Room in the Middle East? People dressed as Mary and Joseph gather outside Parliament to deliver a petition, organised by Open Doors, calling for better protection of the human rights of Christians and other minorities in Iraq and Syria. CREDIT: PA
ishtartv.com - churchtimes.co.uk
by Madeleine
Davies, 21 December 2017
SYRIANS
may be celebrating in a “more stable” country this year, but it will still be a
“wounded Christmas”, a Syrian C of E priest, the Revd Nadim Nassar, has said.
He noted that many families would be missing young people who had either died or
emigrated in the past six years of conflict.
“This
is like the thorn in every side: that the younger generation is not around any
more,” Mr Nassar, who is the director of the Awareness Foundation, said last
week. “That does not mean that the Christians are not celebrating: they are
celebrating to show that Christianity in Syria is not dead, and will never
die.”
Christmas
celebrations would be more visible this year, he suggested, as a “resilient
gesture that we are here, despite the pressure on us to leave from the radical
groups. . . We are here to stay, and not only to stay, but to continue our role
as a light in the community.”
Many
Christians have welcomed the consolidation of territory by President Assad
during the past year, regarding him as a bulwark against extremist
forces. The first anniversary of the fall of eastern Aleppo to the
Syrian army after months of intense fighting, falls this month. Raqqa, the
self-declared capital of Islamic State, was liberated by Kurdish-led forces in
October (News,
1 September). Last week, the UN’s special envoy to Syria, Staffan de
Mistura, said that military operations were “coming to a close”.
Yet reports
of atrocities committed by government forces, aided by Russian air-power, have
continued to emerge (News
16 December, 2016). Last month, a report produced by the Organisation for
the Prohibition of Chemical Weapons and United Nations’ Joint Investigative
Mechanism said that the Syrian government was to blame for a sarin attack on
Khan Sheikhoun, in April (News,
10 November); and a study published in The Lancet this month concluded that
children accounted for almost one quarter of civilians deaths in 2016,
owing to “increased reliance on aerial bombing by the Syrian government and
international partners”.
The
study described how barrel bombs were dropped by Syrian government forces on
hospitals, markets, and homes; they were often followed, minutes later, by a
second, “to eliminate first responders and medical services”.
Syria
remains, the UN says, “the biggest humanitarian crisis of our time”. More than
half the country’s health facilities have been rendered inoperable; eight
million Syrians are displaced within the country; and more than four million
are trapped in besieged and inaccessible areas.
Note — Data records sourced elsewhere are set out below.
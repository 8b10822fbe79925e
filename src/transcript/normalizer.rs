use log::debug;

/// Format marker that may open a WebVTT file
pub const WEBVTT_MARKER: &str = "WEBVTT";

const BYTE_ORDER_MARK: char = '\u{feff}';

/// Split raw file content into trimmed, non-empty lines.
///
/// A byte-order mark is stripped from the start of each line, and a first
/// line equal to `WEBVTT` (any case) is dropped. Empty input yields no lines.
pub fn normalize_lines(content: &str) -> Vec<String> {
    let mut lines: Vec<String> = content
        .split(|c: char| c == '\n' || c == '\r')
        .map(|line| line.trim().trim_start_matches(BYTE_ORDER_MARK).trim_start())
        .filter(|line| !line.is_empty())
        .map(str::to_string)
        .collect();

    if lines
        .first()
        .is_some_and(|first| first.eq_ignore_ascii_case(WEBVTT_MARKER))
    {
        debug!("Dropping leading {} marker", WEBVTT_MARKER);
        lines.remove(0);
    }

    lines
}
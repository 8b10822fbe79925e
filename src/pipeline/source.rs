use crate::errors::{InputError, TranscriptParserResult};
use log::info;
use std::fs;
use std::io::{BufRead, Write};
use std::path::{Path, PathBuf};

pub const PATH_PROMPT: &str = "Please enter the name of the transcript file to parse: ";

/// Read the whole transcript file as UTF-8 text
pub fn read_transcript_file<P: AsRef<Path>>(path: P) -> TranscriptParserResult<String> {
    let path = path.as_ref();
    if !path.exists() {
        return Err(InputError::NotFound {
            path: path.to_path_buf(),
        }
        .into());
    }

    let content = fs::read_to_string(path).map_err(|source| InputError::Unreadable {
        path: path.to_path_buf(),
        source,
    })?;

    info!("Read {} bytes from {}", content.len(), path.display());
    Ok(content)
}

/// Ask for the input path on `output` and read one line from `input`
pub fn prompt_for_path<R: BufRead, W: Write>(
    input: &mut R,
    output: &mut W,
) -> TranscriptParserResult<PathBuf> {
    output.write_all(PATH_PROMPT.as_bytes())?;
    output.flush()?;

    let mut answer = String::new();
    input.read_line(&mut answer)?;

    Ok(PathBuf::from(answer.trim_end_matches(&['\r', '\n'][..])))
}
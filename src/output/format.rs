use std::fmt;

/// Supported output encodings for a parsed transcript
#[derive(Debug, Clone, Copy, Default, PartialEq, Eq, clap::ValueEnum)]
pub enum OutputFormat {
    #[default]
    Txt,
    Json,
}

impl OutputFormat {
    /// File extension, also used as the command-line value
    pub fn extension(&self) -> &'static str {
        match self {
            OutputFormat::Txt => "txt",
            OutputFormat::Json => "json",
        }
    }
}

impl fmt::Display for OutputFormat {
    fn fmt(&self, f: &mut fmt::Formatter<'_>) -> fmt::Result {
        f.write_str(self.extension())
    }
}
use super::sink::DiagnosticSink;
use super::source::read_transcript_file;
use crate::errors::TranscriptParserResult;
use crate::output::{output_file_name, write_transcript, OutputFormat};
use crate::transcript::parse_transcript;
use chrono::NaiveDateTime;
use log::info;
use std::path::PathBuf;

/// Where to read from and how to write the parsed transcript
#[derive(Debug, Clone)]
pub struct ProcessOptions {
    pub input: PathBuf,
    pub format: OutputFormat,
    /// Directory for the output file; the bare file name is used when unset
    pub output_dir: Option<PathBuf>,
}

/// What a successful run produced
#[derive(Debug, Clone, PartialEq, Eq)]
pub struct ProcessSummary {
    /// Entries structured before same-speaker merging
    pub structured_count: usize,
    pub merged_count: usize,
    pub skipped_count: usize,
    pub output_path: PathBuf,
}

/// Read, parse and write one transcript file.
///
/// Skipped blocks go to `sink` before anything is written. `now` provides the
/// output file name suffix.
pub fn process_file<D: DiagnosticSink + ?Sized>(
    options: &ProcessOptions,
    now: NaiveDateTime,
    sink: &mut D,
) -> TranscriptParserResult<ProcessSummary> {
    let content = read_transcript_file(&options.input)?;
    let parsed = parse_transcript(&content);

    for skipped in &parsed.skipped {
        sink.block_skipped(skipped);
    }

    let file_name = output_file_name(&options.input, options.format, now);
    let output_path = match &options.output_dir {
        Some(dir) => dir.join(file_name),
        None => PathBuf::from(file_name),
    };

    write_transcript(&output_path, &parsed.transcript, options.format)?;
    info!(
        "Processed {} into {}",
        options.input.display(),
        output_path.display()
    );

    Ok(ProcessSummary {
        structured_count: parsed.structured_count,
        merged_count: parsed.transcript.len(),
        skipped_count: parsed.skipped.len(),
        output_path,
    })
}
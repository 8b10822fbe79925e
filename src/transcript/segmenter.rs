use super::types::{RawBlock, TIMING_SEPARATOR};
use log::{debug, trace};

fn is_timing_line(line: &str) -> bool {
    line.contains(TIMING_SEPARATOR)
}

/// Group normalized lines into identifier/timing/text blocks.
///
/// A block starts wherever the line after the cursor is a timing line. Text
/// collection stops at the next timing line or at the identifier right
/// before it. Lines that never pair with a timing line are skipped.
pub fn segment_blocks(lines: &[String]) -> Vec<RawBlock> {
    let mut blocks = Vec::new();
    let mut i = 0;

    while i + 1 < lines.len() {
        if !is_timing_line(&lines[i + 1]) {
            trace!("Skipping unpaired line {}: {:?}", i + 1, lines[i]);
            i += 1;
            continue;
        }

        let identifier = lines[i].clone();
        let timing = lines[i + 1].clone();
        i += 2;

        let mut text_lines = Vec::new();
        while i < lines.len() && !is_timing_line(&lines[i]) {
            // The line in front of a timing line belongs to the next block
            if i + 1 < lines.len() && is_timing_line(&lines[i + 1]) {
                break;
            }
            text_lines.push(lines[i].clone());
            i += 1;
        }

        blocks.push(RawBlock {
            identifier,
            timing,
            text_lines,
        });
    }

    debug!("Segmented {} blocks from {} lines", blocks.len(), lines.len());
    blocks
}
Last week, the UNHCR launched a
appeal to support the more than five million Syrian refugees in need of help (News,
10 November).
This
week, the director of World Vision’s Syria Response, Wynn Flaten, described how
families in Idlib, the only province still under (largely Islamist) opposition
control, were fleeing north to escape violence, and putting “immense strain on
an already creaking infrastructure”. Tens of thousands of fighters and
civilians have been transferred to Idlib from areas recaptured by government
forces, and thousands have been killed in air-strikes as the Syrian army,
supported by Iranian-backed militias and the Russian airforce, seeks to regain
control.
“We’re
working in hospitals providing emergency services for people from the camps and
villages outside the city, and midwifery services,” Mr Flaten said. “But one of
the oxygen generators has broken, which is making our work extremely
difficult.”
The
charity is also distributing hygiene kits, and supplies to keep people warm,
and is keeping the water supply running. “As ever, our greatest concern is for
children caught up in this. Many have been forced to move four or five times
amid the relentless violence.”
East
Ghouta, a region bordering Damascus, in which an estimated 400,000 people have
been almost completely cut off from humanitarian assistance since 2013, has
been designated by the UN as the “epicentre” of suffering in Syria. UNICEF
estimates that 137 children require immediate medical evacuation for conditions
ranging from kidney failure to severe malnutrition and conflict-related
injuries. A severely malnourished two-year-old boy was described as having an arm
as thin as a little finger.
Mr
de Mistura said last week that he had failed to get a “satisfactory” answer
from the Syrian government about the need to evacuate the sick from the area.
Health care in Damascus is just a half-hour drive away, but cannot be reached
without facilitation letters from the government. Other towns, such as Foua and
Kefraya, are besieged by opposition groups.
“All
parties that are engaged in this terrible war have to find another way, other
than killing and weapons and destroying lives,” Mr Nassar said last week. In
calling on Christians to aid reconciliation efforts, he does not underestimate
the extent of the challenge. “After years of bloodshed, we have hundreds of
thousands of people who have died, and millions who have lost their livelihoods
and left the country, or were displaced in the country, and that inevitably
generates bitterness and anger and this desire to take revenge,” he said.